Quite a number of films and television series have been filmed in Liverpool due to its variety of locations that are ideal to represent Victorian London, New York, Chicago, Dublin and even Leningrad (the Hunt for Red October).

As for films made and set in Liverpool, one of the most recent was the execrable 51st. State (a.k.a. Formula 51) starring Samuel L Jackson. We are still waiting for the Hollywood blockbuster.

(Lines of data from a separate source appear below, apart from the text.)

#[cfg(test)]
mod tests {
    use super::{Director, DirectorConfig};
    use chrono::NaiveDate;
    use foundation::math::{DepthProjection, EdgeLine};
    use foundation::progress::Progress;
    use layers::section::FrostFillPolicy;
    use layers::symbology::SectionPalette;
    use profile::{ProfileRecord, SAMPLED_DEPTHS_M};
    use scene::components::{Geometry2D, Opacity};
    use scene::element::ElementId;
    use std::collections::BTreeMap;
    use timeline::{HoldPhase, Phase, PlaybackPhase, Schedule, ScrollMap, SetupCue};

    fn date(year: i32, month: u32, day: u32) -> NaiveDate {
        NaiveDate::from_ymd_opt(year, month, day).unwrap()
    }

    fn record(year: i32, month: u32, frost: Option<f64>) -> ProfileRecord {
        ProfileRecord::new(
            date(year, month, 15),
            vec![None; SAMPLED_DEPTHS_M.len()],
            frost,
        )
    }

    fn records() -> Vec<ProfileRecord> {
        vec![
            record(2008, 1, Some(1.0)),
            record(2008, 7, Some(2.5)),
            record(2008, 10, Some(0.5)),
            record(2009, 2, Some(3.0)),
            record(2009, 8, Some(1.5)),
            record(2009, 11, None),
        ]
    }

    fn config(cutoff: Option<NaiveDate>) -> DirectorConfig {
        let mut cues = BTreeMap::new();
        cues.insert(
            "intro-annotation".to_string(),
            SetupCue::reveal_then_hide(0.0, 10.0, 5.0),
        );
        cues.insert("section-visuals".to_string(), SetupCue::reveal(20.0, 5.0));

        DirectorConfig {
            projection: DepthProjection::new(
                1888.0,
                2560.0,
                EdgeLine::new(760.0, 930.0),
                EdgeLine::new(2100.0, 2560.0),
                4.0,
            )
            .expect("valid projection"),
            schedule: Schedule::new(
                cues,
                HoldPhase::new(20.0, 15.0, 1.0),
                PlaybackPhase::new(45.0, 0.5, 5.0),
            )
            .expect("valid schedule"),
            scroll: ScrollMap::new(100.0),
            palette: SectionPalette::default(),
            fill_policy: FrostFillPolicy::TwoRegion,
            band_resolution_m: 0.05,
            overlay_opacity: 0.5,
            cutoff_date: cutoff,
        }
    }

    fn stage_state(director: &Director) -> Vec<(ElementId, Opacity, Geometry2D)> {
        director
            .stage()
            .visible_elements()
            .into_iter()
            .map(|(id, opacity, geometry)| (id, opacity, geometry.clone()))
            .collect()
    }

    #[test]
    fn sampling_is_independent_of_scrub_history() {
        let director = Director::new(config(None), records());
        let direct = director.sample(Progress(46.0));
        for step in 0..=95 {
            let _ = director.sample(Progress(step as f64 * 0.5));
        }
        assert_eq!(director.sample(Progress(46.0)), direct);
    }

    #[test]
    fn record_advances_with_playback() {
        let director = Director::new(config(None), records());

        let hold = director.sample(Progress(20.0));
        assert_eq!(hold.phase, Phase::Hold);
        assert_eq!(hold.record_index, Some(0));
        assert_eq!(hold.date_text.as_deref(), Some("2008 Jan"));
        assert_eq!(hold.background_frame, None);

        let playback = director.sample(Progress(45.0));
        assert_eq!(playback.phase, Phase::Playback);
        assert_eq!(playback.record_index, Some(1));
        assert_eq!(playback.record_date, Some(date(2008, 7, 15)));
        assert_eq!(playback.date_text.as_deref(), Some("2008 Jul"));
        assert_eq!(playback.background_frame.as_deref(), Some("week-29.webp"));

        // 2008's maximum has been reached, 2009's has not.
        let labels = playback.annual_labels.expect("labels during playback");
        assert_eq!(labels.labels.len(), 2);
        assert!(labels.labels[0].visible);
        assert_eq!(labels.labels[0].year, 2008);
        assert!(!labels.labels[1].visible);
        assert_eq!(labels.labels[1].year, 2009);
    }

    #[test]
    fn cutoff_drops_playback_but_not_aggregation() {
        let director = Director::new(config(Some(date(2008, 12, 31))), records());

        assert_eq!(director.records().len(), 3);
        let years: Vec<i32> = director.annual_maxima().iter().map(|m| m.year).collect();
        assert_eq!(years, [2008, 2009]);

        assert_eq!(director.total_duration(), 46.5);
        assert_eq!(director.scroll_extent_px(), 4650.0);
    }

    #[test]
    fn overlay_follows_the_hold_fade() {
        let director = Director::new(config(None), records());
        assert_eq!(director.sample(Progress(10.0)).overlay_opacity, 0.0);
        assert_eq!(director.sample(Progress(25.0)).overlay_opacity, 0.5);
        assert_eq!(director.sample(Progress(34.5)).overlay_opacity, 0.25);
        assert_eq!(director.sample(Progress(40.0)).overlay_opacity, 0.0);
        assert_eq!(director.sample(Progress(45.0)).overlay_opacity, 0.5);
    }

    #[test]
    fn apply_is_idempotent() {
        let mut director = Director::new(config(None), records());

        let first = director.apply(Progress(45.0));
        let after_first = {
            let mut d = Director::new(config(None), records());
            let _ = d.apply(Progress(45.0));
            stage_state(&d)
        };
        let second = director.apply(Progress(45.0));
        let after_second = stage_state(&director);

        assert_eq!(first, second);
        assert_eq!(after_first, after_second);
    }

    #[test]
    fn apply_writes_section_state_into_the_stage() {
        let mut director = Director::new(config(None), records());

        let _ = director.apply(Progress(10.0));
        let overlay = director.elements().overlay;
        let region = director.elements().regions[0];
        assert_eq!(director.stage().opacity(overlay), Some(Opacity::new(0.0)));
        assert_eq!(director.stage().opacity(region), Some(Opacity::new(0.0)));

        let _ = director.apply(Progress(25.0));
        assert_eq!(director.stage().opacity(overlay), Some(Opacity::new(0.5)));
        assert_eq!(director.stage().opacity(region), Some(Opacity::new(1.0)));
        assert!(matches!(
            director.stage().geometry(region),
            Some(Geometry2D::Polygon { .. })
        ));

        let frost = director.elements().frost_line;
        assert_eq!(director.stage().opacity(frost), Some(Opacity::new(1.0)));
    }

    #[test]
    fn empty_dataset_never_panics() {
        let director = Director::new(config(None), Vec::new());
        let frame = director.sample(Progress(50.0));
        assert_eq!(frame.record_index, None);
        assert_eq!(frame.date_text, None);
        assert!(frame.section.is_none());
        assert_eq!(director.total_duration(), 45.0);
    }
}
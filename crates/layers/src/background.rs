use chrono::{Datelike, NaiveDate};

/// Highest frame index available in the weekly background set.
pub const MAX_WEEK_FRAME: u32 = 52;

/// Week of the year counted with Sunday as the first day, 1-based.
///
/// Week 1 runs from January 1st through the first Saturday. Years whose
/// final days spill into a 53rd or 54th week clamp to the last frame.
pub fn week_of_year(date: NaiveDate) -> u32 {
    let days = date.ordinal0() + 7 - date.weekday().num_days_from_sunday();
    (days / 7 + 1).min(MAX_WEEK_FRAME)
}

/// File name of the seasonal background frame for `date`.
pub fn weekly_frame_name(date: NaiveDate) -> String {
    format!("week-{:02}.webp", week_of_year(date))
}

#[cfg(test)]
mod tests {
    use super::{week_of_year, weekly_frame_name};
    use chrono::NaiveDate;

    fn date(year: i32, month: u32, day: u32) -> NaiveDate {
        NaiveDate::from_ymd_opt(year, month, day).unwrap()
    }

    #[test]
    fn early_january_falls_in_week_one() {
        assert_eq!(week_of_year(date(2020, 1, 1)), 1);
        assert_eq!(week_of_year(date(2021, 1, 1)), 1);
        assert_eq!(week_of_year(date(2020, 1, 4)), 1);
    }

    #[test]
    fn sunday_starts_a_new_week() {
        // 2020-01-05 was the first Sunday of that year.
        assert_eq!(week_of_year(date(2020, 1, 4)), 1);
        assert_eq!(week_of_year(date(2020, 1, 5)), 2);
    }

    #[test]
    fn late_december_clamps_to_the_last_frame() {
        // A Sunday on December 31st would count as a 54th week.
        assert_eq!(week_of_year(date(2023, 12, 31)), 52);
        assert_eq!(week_of_year(date(2023, 12, 24)), 52);
    }

    #[test]
    fn frame_names_are_zero_padded() {
        assert_eq!(weekly_frame_name(date(2020, 1, 1)), "week-01.webp");
        assert_eq!(weekly_frame_name(date(2008, 6, 29)), "week-27.webp");
    }
}
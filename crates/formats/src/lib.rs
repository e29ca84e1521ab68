pub mod contour;
pub mod dataset;
pub mod manifest;
pub mod section_loader;
pub mod section_package;

pub use contour::*;
pub use dataset::*;
pub use manifest::*;
pub use section_loader::*;
pub use section_package::*;
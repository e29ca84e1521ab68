use foundation::handles::Handle;

#[derive(Debug, Copy, Clone, PartialEq, Eq, Hash)]
pub struct ElementId(pub Handle);

impl ElementId {
    pub fn index(&self) -> u32 {
        self.0.index()
    }
}
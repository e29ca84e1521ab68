/// Generational handle types
#[derive(Copy, Clone, Debug, PartialEq, Eq, Hash)]
pub struct Handle(u32, u32); // (index, generation)

impl Handle {
    pub fn new(index: u32, generation: u32) -> Self {
        Handle(index, generation)
    }

    pub fn index(self) -> u32 {
        self.0
    }

    pub fn generation(self) -> u32 {
        self.1
    }
}
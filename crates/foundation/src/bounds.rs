/// Vertical pixel extents
#[derive(Copy, Clone, Debug, PartialEq)]
pub struct VerticalSpan {
    pub top: f64,
    pub bottom: f64,
}

impl VerticalSpan {
    pub fn new(top: f64, bottom: f64) -> Self {
        VerticalSpan { top, bottom }
    }

    pub fn centered(center: f64, height: f64) -> Self {
        VerticalSpan {
            top: center - height / 2.0,
            bottom: center + height / 2.0,
        }
    }

    pub fn center(&self) -> f64 {
        (self.top + self.bottom) / 2.0
    }

    /// True when the spans come within `padding` of touching.
    pub fn overlaps(&self, other: VerticalSpan, padding: f64) -> bool {
        self.top < other.bottom + padding && self.bottom > other.top - padding
    }
}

There is another category of film of course and that is the film set in your city and filmed elsewhere. The only example I can think of for Liverpool is Educating Rita starring Michael Caine and Julie Walters. The original play was set in Liverpool but the film was made in Dublin and therefore has a rather confused location.


----------



## S.Yorks Capital (May 21, 2005)

Sheffield-


Films set in Sheffield:

The Full Monty
When Saturday Comes
Whatever Happened to Harold Smith?
Threads

Films filmed in Sheffield:

F.I.S.T- (doubling for Cleveland, OH.)

TV Series filmed in Sheffield:

Silent Witness (2 episodes)
The Bill (a few episodes)
The Games
Out of the Blue
WWE Raw


----------



## Jaye101 (Feb 16, 2005)

PotatoGuy said:


> .. just about every american movie ..


Stupid comments flying everywhere.


----------



## `GORAN (Mar 15, 2005)

dewback said:


> In San Diego... (according to IMDB.com)
> -Those that use SD as backdrop are in bold (at least the ones I know)
> *Almost Famous*
> *Anchorman: The Legend of Ron Burgundy*
> ...


pearl harbour i watched the extras on the dvd, was made in pearl harbour .. no?


----------



## PotatoGuy (May 10, 2005)

JayeTheOnly said:


> Stupid comments flying everywhere.


haha, excuse my immatureness


----------



## wickedestcity (Jul 23, 2004)

ReddAlert said:


> off the top of my head.
> 
> Milwaukee
> 
> ...


dude , last i remember Blues Brothers was filmed in chicago!! get with the program man


----------



## tm (Aug 5, 2005)

Travis007 said:


> Hong Kong makes a lot of movies and TV sitcoms as well, you obviously would never of heard of them since they're in Chinese, just like the movies made in Bollywood are in Indian which most of the world don't know about.


Indian is not a language


----------



## Chi-City (Aug 9, 2005)

There isn't one movie that was shot in Toronto because of Toronto or Canada. Almost everyone of those movies used Toronto as a back drop for Chicago or NYC.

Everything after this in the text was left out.